How SESIP is Supporting European Goals of Building a Cyber Resilient Society (S22a)
Although security guidelines and certification schemes are helping address the IoT security challenge, different ‘things’ must meet different security requirements and assurances. They do not all require the same certification and it is often not possible, due to their sheer number, to test each one individually. Ensuring European citizens can rely on and trust digital devices and services has been one key objective of the European Commission. Providing pieces of legislation to support this goal is nothing new and it has been a non-wavering effort over the last few years that will only continue as we move even further into a digital-first future. Those regulations, and some more, share a common principle that systems, and components need to show State of The Art (SOTA) features and security requirement. But across the world there are a number of different evaluation methodologies that laboratories must follow to generate evidence that the product fulfils the regulation. On top of that, some regulations require self-assessment that fall outside of the understanding of device manufacturers.
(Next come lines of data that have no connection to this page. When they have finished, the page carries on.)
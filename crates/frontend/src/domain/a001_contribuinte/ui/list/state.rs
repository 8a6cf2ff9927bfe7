use contracts::domain::a001_contribuinte::aggregate::ContribuinteRecord;
use leptos::prelude::*;

use crate::domain::a001_contribuinte::api::ContribuinteQuery;
use crate::shared::api_error::ApiError;
use crate::shared::date_utils::format_date;

pub const NOT_FOUND_MESSAGE: &str = "Contribuinte not found";
pub const GENERIC_ERROR_MESSAGE: &str = "Error fetching data";

/// Active filter of the record browser. At most one can be set.
#[derive(Clone, Debug, Default, PartialEq, Eq)]
pub enum FilterState {
    #[default]
    NoFilter,
    ByDate(String),
    ByTaxId(String),
    ByClient(String),
}

impl FilterState {
    pub fn date(&self) -> &str {
        match self {
            FilterState::ByDate(v) => v,
            _ => "",
        }
    }

    pub fn tax_id(&self) -> &str {
        match self {
            FilterState::ByTaxId(v) => v,
            _ => "",
        }
    }

    pub fn client(&self) -> &str {
        match self {
            FilterState::ByClient(v) => v,
            _ => "",
        }
    }

    /// Remote query this filter maps to
    pub fn query(&self) -> Option<ContribuinteQuery> {
        match self {
            FilterState::NoFilter => None,
            FilterState::ByDate(v) => Some(ContribuinteQuery::ByDate(v.clone())),
            FilterState::ByTaxId(v) => Some(ContribuinteQuery::ByTaxId(v.clone())),
            FilterState::ByClient(v) => Some(ContribuinteQuery::ByClient(v.clone())),
        }
    }

    /// Text used after "for" in the results line
    pub fn label(&self) -> Option<String> {
        match self {
            FilterState::NoFilter => None,
            FilterState::ByDate(v) => Some(format_date(v)),
            FilterState::ByTaxId(v) => Some(format!("CPF/CNPJ {}", v)),
            FilterState::ByClient(v) => Some(format!("client \"{}\"", v)),
        }
    }
}

#[derive(Clone, Debug, PartialEq, Eq)]
pub enum BrowseError {
    /// Tax-id lookup answered 404
    NotFound,
    Failed(String),
}

impl BrowseError {
    pub fn message(&self) -> String {
        match self {
            BrowseError::NotFound => NOT_FOUND_MESSAGE.to_string(),
            BrowseError::Failed(msg) => msg.clone(),
        }
    }
}

#[derive(Clone, Debug, Default, PartialEq, Eq)]
pub enum ViewState {
    #[default]
    Idle,
    Loading,
    Loaded(Vec<ContribuinteRecord>),
    Error(BrowseError),
}

/// A query the page must issue, tagged with the generation it belongs to.
#[derive(Clone, Debug, PartialEq, Eq)]
pub struct QueryTicket {
    pub seq: u64,
    pub query: ContribuinteQuery,
}

/// Filter-state coordinator of the record browser.
///
/// Setters never perform I/O: they return the [`QueryTicket`] to run, and the
/// caller hands the outcome back to [`ContribuinteListState::resolve`].
/// Only the outcome of the most recently issued ticket is applied.
#[derive(Clone, Debug, Default)]
pub struct ContribuinteListState {
    filter: FilterState,
    view: ViewState,
    latest_seq: u64,
}

impl ContribuinteListState {
    pub fn filter(&self) -> &FilterState {
        &self.filter
    }

    pub fn view(&self) -> &ViewState {
        &self.view
    }

    pub fn set_date_filter(&mut self, value: &str) -> Option<QueryTicket> {
        self.apply(value, FilterState::ByDate)
    }

    pub fn set_tax_id_filter(&mut self, value: &str) -> Option<QueryTicket> {
        self.apply(value, FilterState::ByTaxId)
    }

    pub fn set_client_filter(&mut self, value: &str) -> Option<QueryTicket> {
        self.apply(value, FilterState::ByClient)
    }

    fn apply(&mut self, value: &str, make: fn(String) -> FilterState) -> Option<QueryTicket> {
        // Bumped even for empty values so a late reply cannot repopulate a
        // cleared result set.
        self.latest_seq += 1;

        let value = value.trim();
        if value.is_empty() {
            self.filter = FilterState::NoFilter;
            self.view = ViewState::Idle;
            return None;
        }

        self.filter = make(value.to_string());
        self.view = ViewState::Loading;
        self.filter.query().map(|query| QueryTicket {
            seq: self.latest_seq,
            query,
        })
    }

    /// Apply the outcome of ticket `seq`. Returns `false` if it was stale.
    pub fn resolve(
        &mut self,
        seq: u64,
        outcome: Result<Vec<ContribuinteRecord>, ApiError>,
    ) -> bool {
        if seq != self.latest_seq {
            return false;
        }

        self.view = match outcome {
            Ok(records) => ViewState::Loaded(records),
            Err(ApiError::NotFound { .. }) if matches!(self.filter, FilterState::ByTaxId(_)) => {
                ViewState::Error(BrowseError::NotFound)
            }
            Err(e) => ViewState::Error(BrowseError::Failed(e.user_message(GENERIC_ERROR_MESSAGE))),
        };
        true
    }

    pub fn is_loading(&self) -> bool {
        matches!(self.view, ViewState::Loading)
    }

    pub fn records(&self) -> &[ContribuinteRecord] {
        match &self.view {
            ViewState::Loaded(records) => records,
            _ => &[],
        }
    }

    pub fn error_message(&self) -> Option<String> {
        match &self.view {
            ViewState::Error(e) => Some(e.message()),
            _ => None,
        }
    }

    /// "Found N record(s) for ..." / "No records found for ...", only once
    /// the current filter's reply has landed.
    pub fn summary(&self) -> Option<String> {
        let label = self.filter.label()?;
        match &self.view {
            ViewState::Loaded(records) if records.is_empty() => {
                Some(format!("No records found for {}", label))
            }
            ViewState::Loaded(records) => {
                Some(format!("Found {} record(s) for {}", records.len(), label))
            }
            _ => None,
        }
    }
}

pub fn create_state() -> RwSignal<ContribuinteListState> {
    RwSignal::new(ContribuinteListState::default())
}
//! Page category constants.
//!
//! Every routed page declares:
//!   - HTML `id` in the format `{entity}--{category}` (e.g. `"a001_contribuinte--list"`)
//!   - `data-page-category` with one of the constants below
//!
//! The `--` separator keeps the entity name searchable: copy the id from
//! the DOM inspector, paste into IDE search, and you land in the module.

/// List of records with filters.
pub const PAGE_CAT_LIST: &str = "list";

/// Use-case / action page (bulk upload).
pub const PAGE_CAT_USECASE: &str = "usecase";

/// Navigation page (home).
pub const PAGE_CAT_NAVIGATION: &str = "navigation";

/// Module not built yet, or unknown route.
pub const PAGE_CAT_PLACEHOLDER: &str = "placeholder";

/// All known category values.
pub const ALL_CATEGORIES: &[&str] = &[
    PAGE_CAT_LIST,
    PAGE_CAT_USECASE,
    PAGE_CAT_NAVIGATION,
    PAGE_CAT_PLACEHOLDER,
];

/// Validate that a page id matches the `{entity}--{category}` format.
pub fn is_valid_page_id(id: &str) -> bool {
    let parts: Vec<&str> = id.splitn(2, "--").collect();
    parts.len() == 2 && !parts[0].is_empty() && !parts[1].is_empty()
}

/// Return true if the category value is recognised.
pub fn is_known_category(cat: &str) -> bool {
    ALL_CATEGORIES.contains(&cat)
}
The Security Evaluation Standard for IoT Platforms (SESIP) methodology tackles this problem and is now a candidate to become a European Norm (EN) under CEN/CENELEC. This presentation will discuss the role SESIP can play on supporting the European goals of building a cyber resilient society. because the same component is used in different market and regulation, the presentation will highlight how the mappings between schemes including ETSI and NIST help to reduce certification costs. Ultimately, simplify and streamlining certification without compromising on security.